Шум ветра — страница 16 из 44

— Жаль, что родственница. Красивая!

Она скромно стояла перед парнем, укутавшись в большой пуховый платок, и с первого взгляда Сергей ничего не заметил.

Поздним вечером, когда Сергей спал крепким сном, Катя уговорила Марию Ивановну и Александру Нестеровну отвести ее к Варваре Петровне. Женщины долго уговаривали девушку остаться, старались убедить, что все будет хорошо, она же не согласилась и настояла на своем.

Дня через два в дом Варвары Петровны явился Сергей. Старушки не было, Катя сидела одна у окна, вязала платок.

— Что вам надо? — сухо спросила Катя, когда Сергей шагнул через порог и остановился, не ведая, с чего начать разговор.

Переступая с ноги на ногу, он странно и жалостно смотрел на нее и наконец выпалил, как на поверке перед строем:

— Я все знаю, — сказал он решительно. — Зачем ты ушла, дуреха? Иди к нам, не помешаешь.

Катя не поднялась со стула, упрямо опустила голову.

— Вам-то что? Чего вмешиваться в чужую жизнь?

Он постоял и ушел…


На этом запись в тетради внезапно оборвалась.

Что же было дальше? Чем кончилась эта занятная история, в которой рассказчица, несомненно, была одним из действующих лиц? Она, правда, и не скрывала своей причастности к тем событиям, о которых рассказывала, только не назвала своего имени и профессии. Но висевший на лацкане ее жакета значок медицинского работника тогда еще бросился в глаза журналисту, и он, не без основания, решил, что рассказчица, очевидно, была причастна к медицинскому миру и имела прямое отношение к судьбе молодой героини и других персонажей рассказанной ею истории.

Теперь Березов ясно припомнил, что женщина оборвала свой рассказ, когда поезд остановился на большой станции, где ей надо было выходить.
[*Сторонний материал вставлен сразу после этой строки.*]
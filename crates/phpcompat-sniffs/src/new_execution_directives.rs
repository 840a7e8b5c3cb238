//! Sniff: `declare()` directives newer than the targeted PHP versions, and
//! directives with invalid values

use crate::check::{position_at, FeatureCheck};
use crate::options::SniffOptions;
use crate::registry::Sniff;
use phpcompat_core::diagnostic::string_to_error_code;
use phpcompat_core::dispatch::declare_directives;
use phpcompat_core::validate::{valid_encoding, valid_strict_types, valid_ticks};
use phpcompat_core::{
    Diagnostic, FeatureTable, MessageTemplate, Severity, TokenKind, TokenStream,
};
use std::sync::OnceLock;

fn directive_tables() -> Vec<FeatureTable> {
    vec![
        FeatureTable::builder("ticks")
            .absent("3.1")
            .present("4.0")
            .validator(valid_ticks)
            .build(),
        FeatureTable::builder("encoding")
            .absent("5.2")
            .conditional("5.3", "--enable-zend-multibyte")
            .present("5.4")
            .validator(valid_encoding)
            .build(),
        FeatureTable::builder("strict_types")
            .absent("5.6")
            .present("7.0")
            .validator(valid_strict_types)
            .build(),
    ]
}

fn is_declare(stream: &TokenStream, pos: usize) -> bool {
    stream.kind_at(pos) == Some(TokenKind::Declare)
}

fn check() -> &'static FeatureCheck {
    static CHECK: OnceLock<FeatureCheck> = OnceLock::new();
    CHECK.get_or_init(|| FeatureCheck::new(directive_tables(), MessageTemplate::new("Directive %s"), is_declare))
}

/// Check `declare()` statements
pub fn check_new_execution_directives(stream: &TokenStream, options: &SniffOptions) -> Vec<Diagnostic> {
    let check = check();
    let mut diagnostics = Vec::new();

    for pos in stream.positions_of(&[TokenKind::Declare]) {
        if !(check.filter)(stream, pos) {
            continue;
        }
        let Some(directives) = declare_directives(stream, pos) else {
            continue;
        };

        for directive in directives {
            let position = position_at(stream, directive.name_position);
            let Some(table) = check.index.get(&directive.name) else {
                let known: Vec<&str> = check.index.tables().iter().map(|t| t.name()).collect();
                diagnostics.push(Diagnostic::from_template(
                    position,
                    Severity::Error,
                    "Declare can only be used with the directives %s. Found: %s",
                    vec![known.join(", "), directive.name.clone()],
                    "InvalidDirectiveFound",
                ));
                continue;
            };

            diagnostics.extend(check.report(stream, directive.name_position, table, &options.test_version));

            if let Some(validator) = table.validator() {
                if !directive.value.is_empty() && !validator(&directive.value) {
                    let value_position = directive
                        .value_position
                        .map(|p| position_at(stream, p))
                        .unwrap_or(position);
                    diagnostics.push(Diagnostic::from_template(
                        value_position,
                        Severity::Warning,
                        "The execution directive %s does not seem to have a valid value. Please review. Found: %s",
                        vec![table.name().to_string(), directive.value.clone()],
                        format!("Invalid{}Found", string_to_error_code(table.name())),
                    ));
                }
            }
        }
    }

    diagnostics
}

pub struct NewExecutionDirectivesSniff;

impl Sniff for NewExecutionDirectivesSniff {
    fn name(&self) -> &'static str {
        "new_execution_directives"
    }

    fn description(&self) -> &'static str {
        "Detect declare() directives that are unknown, invalid or newer than the targeted PHP versions"
    }

    fn check(&self, stream: &TokenStream, options: &SniffOptions) -> Vec<Diagnostic> {
        check_new_execution_directives(stream, options)
    }
}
Досадуя на то, что не успела рассказать все до конца, попутчица, прощаясь, сунула Березову какой-то конверт с вложенными записками на разных клочках бумаги и, спрыгнув на перрон, обернувшись, сказала:

— Может, из этих записок поймете, чем кончилась наша история.

— Ваша? — спросил Березов с удивлением.

— Прочтите записки и все поймете, — сказала она. — Будьте здоровы, товарищ.
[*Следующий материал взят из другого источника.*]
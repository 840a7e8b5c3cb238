//! Diagnostics and message templating

use crate::evaluate::Diagnosis;
use serde::Serialize;
use std::fmt;

/// Severity level for diagnostics
#[derive(Debug, Clone, Copy, PartialEq, Eq, PartialOrd, Ord, Hash, Serialize)]
#[serde(rename_all = "lowercase")]
pub enum Severity {
    /// Warning - should be reviewed
    Warning,
    /// Error - code will not work on part of the target range
    Error,
}

impl fmt::Display for Severity {
    fn fmt(&self, f: &mut fmt::Formatter<'_>) -> fmt::Result {
        match self {
            Severity::Error => write!(f, "error"),
            Severity::Warning => write!(f, "warning"),
        }
    }
}

/// Where in the token stream a diagnostic points
#[derive(Debug, Clone, Copy, PartialEq, Eq, PartialOrd, Ord, Hash, Serialize)]
pub struct Position {
    /// Token index
    pub token: usize,
    /// Line number (1-based)
    pub line: usize,
    /// Column number (1-based)
    pub column: usize,
}

/// A single finding handed back to the host
#[derive(Debug, Clone, PartialEq, Eq, Serialize)]
pub struct Diagnostic {
    pub position: Position,
    pub severity: Severity,
    /// Fully formatted message
    pub message: String,
    /// Machine readable code, e.g. `array_columnFound`
    pub code: String,
    /// The values substituted into the message template
    pub data: Vec<String>,
}

impl Diagnostic {
    /// Build a diagnostic from a `%s` template and its data
    pub fn from_template(
        position: Position,
        severity: Severity,
        template: &str,
        data: Vec<String>,
        code: impl Into<String>,
    ) -> Self {
        Self {
            position,
            severity,
            message: sprintf(template, &data),
            code: code.into(),
            data,
        }
    }

    pub fn is_error(&self) -> bool {
        self.severity == Severity::Error
    }
}

/// Substitute each `%s` in `template` with the next entry of `args`
pub fn sprintf(template: &str, args: &[String]) -> String {
    let mut out = String::with_capacity(template.len() + 16);
    let mut args = args.iter();
    let mut rest = template;

    while let Some(idx) = rest.find("%s") {
        out.push_str(&rest[..idx]);
        match args.next() {
            Some(arg) => out.push_str(arg),
            None => out.push_str("%s"),
        }
        rest = &rest[idx + 2..];
    }
    out.push_str(rest);
    out
}

/// Turn an arbitrary feature name into an error-code fragment
///
/// Lower-cased, with every character outside `[a-z0-9_]` replaced by `_`.
pub fn string_to_error_code(name: &str) -> String {
    name.chars()
        .map(|c| {
            let c = c.to_ascii_lowercase();
            if c.is_ascii_alphanumeric() || c == '_' {
                c
            } else {
                '_'
            }
        })
        .collect()
}

/// How a family of features is described in messages
///
/// `subject` contains one `%s` for the feature name, e.g. `"Function %s()"`.
#[derive(Debug, Clone, Copy, PartialEq, Eq)]
pub struct MessageTemplate {
    pub subject: &'static str,
}

impl MessageTemplate {
    pub const fn new(subject: &'static str) -> Self {
        Self { subject }
    }

    /// Render every part of a diagnosis as separate diagnostics
    ///
    /// An introduction problem and a withdrawal problem are independent facts,
    /// so a range reaching both yields two diagnostics.
    pub fn report(
        &self,
        position: Position,
        name: &str,
        alternative: Option<&str>,
        diagnosis: &Diagnosis,
    ) -> Vec<Diagnostic> {
        self.report_described(position, name, name, alternative, diagnosis)
    }

    /// Like [`report`](Self::report), but with a display text for the message
    /// that differs from the name the error code is derived from
    pub fn report_described(
        &self,
        position: Position,
        name: &str,
        display: &str,
        alternative: Option<&str>,
        diagnosis: &Diagnosis,
    ) -> Vec<Diagnostic> {
        let mut out = Vec::new();
        let code_base = string_to_error_code(name);

        if let Some(version) = diagnosis.not_in_version {
            let template = format!("{} is not present in PHP version %s or earlier", self.subject);
            out.push(Diagnostic::from_template(
                position,
                Severity::Error,
                &template,
                vec![display.to_string(), version.to_string()],
                format!("{}Found", code_base),
            ));
        } else if let Some((version, condition)) = diagnosis.conditional {
            let template = format!(
                "{} is present in PHP version %s but will be disregarded unless PHP is compiled with %s",
                self.subject
            );
            out.push(Diagnostic::from_template(
                position,
                Severity::Warning,
                &template,
                vec![display.to_string(), version.to_string(), condition.to_string()],
                format!("{}ConditionalFound", code_base),
            ));
        }

        if diagnosis.is_withdrawal() {
            out.push(self.withdrawal(position, display, alternative, diagnosis, &code_base));
        }

        out
    }

    fn withdrawal(
        &self,
        position: Position,
        display: &str,
        alternative: Option<&str>,
        diagnosis: &Diagnosis,
        code_base: &str,
    ) -> Diagnostic {
        let mut parts = Vec::new();
        let mut data = vec![display.to_string()];
        let mut code = code_base.to_string();

        if let Some(version) = diagnosis.deprecated {
            parts.push("deprecated since PHP %s");
            data.push(version.to_string());
            code.push_str("Deprecated");
        }
        if let Some(version) = diagnosis.removed {
            parts.push("removed since PHP %s");
            data.push(version.to_string());
            code.push_str("Removed");
        }

        let mut template = format!("{} is {}", self.subject, parts.join(" and "));
        if let Some(alternative) = alternative {
            template.push_str("; Use %s instead");
            data.push(alternative.to_string());
        }

        let severity = if diagnosis.removed.is_some() {
            Severity::Error
        } else {
            Severity::Warning
        };

        Diagnostic::from_template(position, severity, &template, data, code)
    }
}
Тогда еще, в поезде, Березов мельком прочел записки и, кажется, не уловил особой связи с тем, что рассказывала попутчица, сложил все обратно в конверт и спрятал в портфель.

Теперь же он вспомнил про злополучный конверт, стал рыться в бумагах, нашел его вместе с другим синим конвертом, принялся внимательно читать и перечитывать записки.

Записей было немного. Листок из тетради. Две бумажки в синем конверте. Какие-то отрывочные записи карандашом на бланке для рецептов, две-три фразы, написанные на конфетной обертке. Все постепенно логически выстраивалось в одну линию.

На листке, вырванном из тетради, торопливо было написано карандашом:

«Бабаня, я побежал отвозить К. в роддом. Тетка Варвара на вокзале, помогать некому. Не вернусь, пока не узнаю, кто родится. Зайду к матери. Сережа».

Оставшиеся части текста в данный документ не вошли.